//! GPU-resident mesh buffers.

use wgpu::util::DeviceExt;
use wgpu::{Buffer, Device};

use crate::geometry::{DrawMode, Mesh};

const VERTEX_LAYOUTS: [wgpu::VertexBufferLayout<'static>; 2] = [
    wgpu::VertexBufferLayout {
        array_stride: 16,
        step_mode: wgpu::VertexStepMode::Vertex,
        attributes: &[wgpu::VertexAttribute {
            offset: 0,
            shader_location: 0,
            format: wgpu::VertexFormat::Float32x4,
        }],
    },
    wgpu::VertexBufferLayout {
        array_stride: 16,
        step_mode: wgpu::VertexStepMode::Vertex,
        attributes: &[wgpu::VertexAttribute {
            offset: 0,
            shader_location: 1,
            format: wgpu::VertexFormat::Float32x4,
        }],
    },
];

/// Immutable upload of a [`Mesh`]: index, position and normal buffers.
pub struct GpuMesh {
    index_buffer: Buffer,
    position_buffer: Buffer,
    normal_buffer: Buffer,
    element_count: u32,
    draw_mode: DrawMode,
}

impl GpuMesh {
    /// Vertex buffer layouts: positions in slot 0, normals in slot 1.
    pub fn vertex_layouts() -> &'static [wgpu::VertexBufferLayout<'static>] {
        &VERTEX_LAYOUTS
    }

    pub fn upload(device: &Device, label: &str, mesh: &Mesh) -> Self {
        let index_buffer = device.create_buffer_init(&wgpu::util::BufferInitDescriptor {
            label: Some(&format!("{label}_indices")),
            contents: bytemuck::cast_slice(&mesh.indices),
            usage: wgpu::BufferUsages::INDEX,
        });
        let position_buffer = device.create_buffer_init(&wgpu::util::BufferInitDescriptor {
            label: Some(&format!("{label}_positions")),
            contents: bytemuck::cast_slice(&mesh.positions),
            usage: wgpu::BufferUsages::VERTEX,
        });
        let normal_buffer = device.create_buffer_init(&wgpu::util::BufferInitDescriptor {
            label: Some(&format!("{label}_normals")),
            contents: bytemuck::cast_slice(&mesh.normals),
            usage: wgpu::BufferUsages::VERTEX,
        });

        Self {
            index_buffer,
            position_buffer,
            normal_buffer,
            element_count: mesh.element_count(),
            draw_mode: mesh.draw_mode,
        }
    }

    pub fn draw_mode(&self) -> DrawMode {
        self.draw_mode
    }

    pub fn element_count(&self) -> u32 {
        self.element_count
    }

    /// Bind the buffers and issue one indexed draw.
    pub fn draw(&self, pass: &mut wgpu::RenderPass<'_>) {
        pass.set_vertex_buffer(0, self.position_buffer.slice(..));
        pass.set_vertex_buffer(1, self.normal_buffer.slice(..));
        pass.set_index_buffer(self.index_buffer.slice(..), wgpu::IndexFormat::Uint32);
        pass.draw_indexed(0..self.element_count, 0, 0..1);
    }

    /// Release the three buffers.
    pub fn destroy(self) {
        self.index_buffer.destroy();
        self.position_buffer.destroy();
        self.normal_buffer.destroy();
    }
}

· · · · · · ·

# WORK INSTRUCTION
All the lines above should be written out once more, exactly.

# YOUR RESPONSE
//! GPU-resident mesh buffers.

use wgpu::util::DeviceExt;
use wgpu::{Buffer, Device};

use crate::geometry::{DrawMode, Mesh};

const VERTEX_LAYOUTS: [wgpu::VertexBufferLayout<'static>; 2] = [
    wgpu::VertexBufferLayout {
        array_stride: 16,
        step_mode: wgpu::VertexStepMode::Vertex,
        attributes: &[wgpu::VertexAttribute {
            offset: 0,
            shader_location: 0,
            format: wgpu::VertexFormat::Float32x4,
        }],
    },
    wgpu::VertexBufferLayout {
        array_stride: 16,
        step_mode: wgpu::VertexStepMode::Vertex,
        attributes: &[wgpu::VertexAttribute {
            offset: 0,
            shader_location: 1,
            format: wgpu::VertexFormat::Float32x4,
        }],
    },
];

/// Immutable upload of a [`Mesh`]: index, position and normal buffers.
pub struct GpuMesh {
    index_buffer: Buffer,
    position_buffer: Buffer,
    normal_buffer: Buffer,
    element_count: u32,
    draw_mode: DrawMode,
}

impl GpuMesh {
    /// Vertex buffer layouts: positions in slot 0, normals in slot 1.
    pub fn vertex_layouts() -> &'static [wgpu::VertexBufferLayout<'static>] {
        &VERTEX_LAYOUTS
    }

    pub fn upload(device: &Device, label: &str, mesh: &Mesh) -> Self {
        let index_buffer = device.create_buffer_init(&wgpu::util::BufferInitDescriptor {
            label: Some(&format!("{label}_indices")),
            contents: bytemuck::cast_slice(&mesh.indices),
            usage: wgpu::BufferUsages::INDEX,
        });
        let position_buffer = device.create_buffer_init(&wgpu::util::BufferInitDescriptor {
            label: Some(&format!("{label}_positions")),
            contents: bytemuck::cast_slice(&mesh.positions),
            usage: wgpu::BufferUsages::VERTEX,
        });
        let normal_buffer = device.create_buffer_init(&wgpu::util::BufferInitDescriptor {
            label: Some(&format!("{label}_normals")),
            contents: bytemuck::cast_slice(&mesh.normals),
            usage: wgpu::BufferUsages::VERTEX,
        });

        Self {
            index_buffer,
            position_buffer,
            normal_buffer,
            element_count: mesh.element_count(),
            draw_mode: mesh.draw_mode,
        }
    }

    pub fn draw_mode(&self) -> DrawMode {
        self.draw_mode
    }

    pub fn element_count(&self) -> u32 {
        self.element_count
    }

    /// Bind the buffers and issue one indexed draw.
    pub fn draw(&self, pass: &mut wgpu::RenderPass<'_>) {
        pass.set_vertex_buffer(0, self.position_buffer.slice(..));
        pass.set_vertex_buffer(1, self.normal_buffer.slice(..));
        pass.set_index_buffer(self.index_buffer.slice(..), wgpu::IndexFormat::Uint32);
        pass.draw_indexed(0..self.element_count, 0, 0..1);
    }

    /// Release the three buffers.
    pub fn destroy(self) {
        self.index_buffer.destroy();
        self.position_buffer.destroy();
        self.normal_buffer.destroy();
    }
}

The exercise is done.